First Author | Burk RF | Year | 2013 |
Journal | FASEB J | Volume | 27 |
Issue | 8 | Pages | 3249-56 |
PubMed ID | 23651543 | Mgi Jnum | J:203560 |
Mgi Id | MGI:5527473 | Doi | 10.1096/fj.13-231852 |
Citation | Burk RF, et al. (2013) Maternal-fetal transfer of selenium in the mouse. FASEB J 27(8):3249-56 |
abstractText | Selenoprotein P (Sepp1) is taken up by receptor-mediated endocytosis for its selenium. The other extracellular selenoprotein, glutathione peroxidase-3 (Gpx3), has not been shown to transport selenium. Mice with genetic alterations of Sepp1, the Sepp1 receptors apolipoprotein E receptor-2 (apoER2) and megalin, and Gpx3 were used to investigate maternal-fetal selenium transfer. Immunocytochemistry (ICC) showed receptor-independent uptake of Sepp1 and Gpx3 in the same vesicles of d-13 visceral yolk sac cells, suggesting uptake by pinocytosis.
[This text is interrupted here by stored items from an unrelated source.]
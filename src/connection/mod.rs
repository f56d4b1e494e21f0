//! Flow-controlled TCP connection.
//!
//! ```text
//!  send_data() --> [bounded queue] --> drain task --> socket
//!                                                       |
//!  subscribe() <-- [broadcast channel] <-- read task <--+
//! ```
//!
//! The outbound queue holds at most `queue_capacity` chunks. Producers block
//! (polling) while it is full, so a slow uplink never grows the OS send buffer
//! without bound. The drain task writes a few chunks at a time, flushes, then
//! pauses so the path can catch up.
//!
//! Every completed flush is stamped (`last_flush`), so callers can time a
//! response from when their bytes actually left rather than from when they
//! were queued.
//!
//! Any read or write error marks the connection closed. Nothing here retries.

mod socket;

use crate::config::ConnectionConfig;
use crate::error::{Result, SyncError};
use bytes::Bytes;
use std::collections::VecDeque;
use std::io;
use std::sync::atomic::{AtomicBool, AtomicUsize, Ordering};
use std::sync::{Arc, Mutex, MutexGuard};
use tokio::io::{AsyncReadExt, AsyncWriteExt};
use tokio::net::tcp::{OwnedReadHalf, OwnedWriteHalf};
use tokio::net::TcpStream;
use tokio::sync::{broadcast, Notify};
use tokio::task::JoinHandle;
use tokio::time::{sleep, timeout, Instant};
use tracing::{debug, error, info, trace, warn};

/// Read buffer size for the inbound task
const READ_BUF_SIZE: usize = 64 * 1024;

/// Count and time of the drain task's completed flushes
#[derive(Debug, Clone, Copy, Default, PartialEq, Eq)]
pub struct FlushMark {
    pub count: u64,
    pub at: Option<Instant>,
}

impl FlushMark {
    /// Time of the latest flush, if one happened after `earlier` was taken.
    pub fn since(&self, earlier: FlushMark) -> Option<Instant> {
        if self.count > earlier.count {
            self.at
        } else {
            None
        }
    }
}

/// State shared between the connection handle and its background tasks
struct Shared {
    closed: AtomicBool,
    queue: Mutex<VecDeque<Bytes>>,
    queued: Notify,
    /// Chunks taken off the queue but not yet flushed
    in_flight: AtomicUsize,
    flushed: Mutex<FlushMark>,
}

impl Shared {
    fn new() -> Self {
        Self {
            closed: AtomicBool::new(false),
            queue: Mutex::new(VecDeque::new()),
            queued: Notify::new(),
            in_flight: AtomicUsize::new(0),
            flushed: Mutex::new(FlushMark::default()),
        }
    }

    fn lock_flushed(&self) -> MutexGuard<'_, FlushMark> {
        self.flushed.lock().unwrap_or_else(|poisoned| poisoned.into_inner())
    }

    fn mark_flushed(&self) {
        let mut mark = self.lock_flushed();
        mark.count += 1;
        mark.at = Some(Instant::now());
    }

    fn lock_queue(&self) -> MutexGuard<'_, VecDeque<Bytes>> {
        self.queue.lock().unwrap_or_else(|poisoned| poisoned.into_inner())
    }

    fn is_closed(&self) -> bool {
        self.closed.load(Ordering::SeqCst)
    }

    fn mark_closed(&self) {
        self.closed.store(true, Ordering::SeqCst);
        // Wake the drain task so it can exit
        self.queued.notify_one();
    }

    fn take_batch(&self, max: usize) -> Vec<Bytes> {
        let mut queue = self.lock_queue();
        let n = queue.len().min(max);
        let batch: Vec<Bytes> = queue.drain(..n).collect();
        self.in_flight.store(batch.len(), Ordering::SeqCst);
        batch
    }
}

/// A live (or closed) connection to one server
pub struct Connection {
    host: String,
    port: u16,
    config: ConnectionConfig,
    shared: Arc<Shared>,
    inbound: broadcast::Sender<Bytes>,
    reader: Option<JoinHandle<()>>,
    drainer: Option<JoinHandle<()>>,
}

impl Connection {
    /// Open a socket to `host:port` and start the background tasks.
    pub async fn connect(host: &str, port: u16, config: ConnectionConfig) -> Result<Self> {
        let mut conn = Self {
            host: host.to_string(),
            port,
            config,
            shared: Arc::new(Shared::new()),
            inbound: broadcast::channel(1).0,
            reader: None,
            drainer: None,
        };
        conn.open().await?;
        Ok(conn)
    }

    async fn open(&mut self) -> Result<()> {
        let addr = format!("{}:{}", self.host, self.port);
        let stream = match timeout(self.config.connect_timeout(), TcpStream::connect(&addr)).await
        {
            Ok(Ok(stream)) => stream,
            Ok(Err(source)) => return Err(SyncError::Unreachable { addr, source }),
            Err(_) => {
                return Err(SyncError::Unreachable {
                    addr,
                    source: io::Error::new(io::ErrorKind::TimedOut, "connect timed out"),
                })
            }
        };
        socket::tune(&stream, &self.config)?;

        let (read_half, write_half) = stream.into_split();
        let shared = Arc::new(Shared::new());
        let (inbound, _) = broadcast::channel(self.config.inbound_capacity.max(1));

        self.reader = Some(tokio::spawn(read_loop(
            read_half,
            Arc::clone(&shared),
            inbound.clone(),
        )));
        self.drainer = Some(tokio::spawn(drain_loop(
            write_half,
            Arc::clone(&shared),
            self.config.clone(),
        )));
        self.shared = shared;
        self.inbound = inbound;

        info!("Connected to {}", addr);
        Ok(())
    }

    /// Queue `data` for sending.
    ///
    /// Blocks (polling) while the queue is at capacity. Fails once the
    /// connection is closed.
    pub async fn send_data(&self, data: Bytes) -> Result<()> {
        loop {
            if self.shared.is_closed() {
                return Err(SyncError::ConnectionClosed);
            }
            {
                let mut queue = self.shared.lock_queue();
                if queue.len() < self.config.queue_capacity {
                    trace!("Queued {} bytes ({} pending)", data.len(), queue.len() + 1);
                    queue.push_back(data);
                    drop(queue);
                    self.shared.queued.notify_one();
                    return Ok(());
                }
            }
            trace!("Send queue full, waiting");
            sleep(self.config.backpressure_poll()).await;
        }
    }

    /// Wait until everything queued so far has been written and flushed.
    pub async fn wait_drained(&self) -> Result<()> {
        loop {
            if self.shared.is_closed() {
                return Err(SyncError::ConnectionClosed);
            }
            let idle = self.shared.lock_queue().is_empty()
                && self.shared.in_flight.load(Ordering::SeqCst) == 0;
            if idle {
                return Ok(());
            }
            sleep(self.config.backpressure_poll()).await;
        }
    }

    /// New receiver for inbound byte chunks.
    ///
    /// Only chunks read after this call are delivered.
    pub fn subscribe(&self) -> broadcast::Receiver<Bytes> {
        self.inbound.subscribe()
    }

    pub fn is_closed(&self) -> bool {
        self.shared.is_closed()
    }

    /// Chunks waiting in the outbound queue
    pub fn queued_len(&self) -> usize {
        self.shared.lock_queue().len()
    }

    pub fn last_flush(&self) -> FlushMark {
        *self.shared.lock_flushed()
    }

    pub fn peer(&self) -> (&str, u16) {
        (&self.host, self.port)
    }

    pub fn config(&self) -> &ConnectionConfig {
        &self.config
    }

    /// Tear the socket down immediately. Pending data is discarded.
    pub fn disconnect(&mut self) {
        if !self.shared.is_closed() {
            debug!("Disconnecting from {}:{}", self.host, self.port);
        }
        self.shared.mark_closed();
        self.shared.lock_queue().clear();
        self.shared.in_flight.store(0, Ordering::SeqCst);
        if let Some(handle) = self.reader.take() {
            handle.abort();
        }
        if let Some(handle) = self.drainer.take() {
            handle.abort();
        }
    }

    /// Disconnect, wait out the cooldown, connect again.
    pub async fn reconnect(&mut self) -> Result<()> {
        let cooldown = self.config.reconnect_cooldown();
        self.reopen(cooldown).await
    }

    /// Like `reconnect`, with the longer cooldown used after hard failures.
    pub async fn force_reconnect(&mut self) -> Result<()> {
        let cooldown = self.config.force_reconnect_cooldown();
        self.reopen(cooldown).await
    }

    async fn reopen(&mut self, cooldown: std::time::Duration) -> Result<()> {
        self.disconnect();
        debug!("Reconnecting to {}:{} after {:?}", self.host, self.port, cooldown);
        sleep(cooldown).await;
        self.open().await
    }
}

impl Drop for Connection {
    fn drop(&mut self) {
        self.disconnect();
    }
}

async fn read_loop(
    mut reader: OwnedReadHalf,
    shared: Arc<Shared>,
    inbound: broadcast::Sender<Bytes>,
) {
    let mut buf = vec![0u8; READ_BUF_SIZE];
    loop {
        match reader.read(&mut buf).await {
            Ok(0) => {
                debug!("Peer closed the connection");
                break;
            }
            Ok(n) => {
                trace!("Read {} bytes", n);
                // No subscriber means nobody is waiting on a response; drop it
                let _ = inbound.send(Bytes::copy_from_slice(&buf[..n]));
            }
            Err(e) => {
                warn!("Socket read failed: {}", e);
                break;
            }
        }
    }
    shared.mark_closed();
}

async fn drain_loop(mut writer: OwnedWriteHalf, shared: Arc<Shared>, config: ConnectionConfig) {
    let batch_size = config.drain_batch.max(1);
    loop {
        let batch = shared.take_batch(batch_size);
        if batch.is_empty() {
            if shared.is_closed() {
                break;
            }
            shared.queued.notified().await;
            continue;
        }

        let full = batch.len() == batch_size;
        for chunk in &batch {
            if let Err(e) = writer.write_all(chunk).await {
                error!("Socket write failed: {}", e);
                shared.mark_closed();
                return;
            }
        }
        if let Err(e) = writer.flush().await {
            error!("Socket flush failed: {}", e);
            shared.mark_closed();
            return;
        }
        shared.mark_flushed();
        shared.in_flight.store(0, Ordering::SeqCst);

        let pause = if full {
            config.drain_pause_full()
        } else {
            config.drain_pause()
        };
        sleep(pause).await;
    }
}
ICC also showed apoER2-mediated uptake of maternal Sepp1 in the d-18 placenta. Thus, two selenoprotein-dependent maternal-fetal selenium transfer mechanisms were identified. Selenium was quantified in d-18 fetuses with the mechanisms disrupted. Maternal Sepp1 deletion, which lowers maternal whole-body selenium, decreased fetal selenium under selenium-adequate conditions but deletion of fetal apoER2 did not. Fetal apoER2 deletion did decrease fetal selenium, by 51%, under selenium-deficient conditions, verifying function of the placental Sepp1-apoER2 mechanism. Maternal Gpx3 deletion decreased fetal selenium, by 13%, but only under selenium-deficient conditions. These findings indicate that the selenoprotein uptake mechanisms ensure selenium transfer to the fetus under selenium-deficient conditions. The failure of their disruptions (apoER2 deletion, Gpx3 deletion) to affect fetal selenium under selenium-adequate conditions indicates the existence of an additional maternal-fetal selenium transfer mechanism. |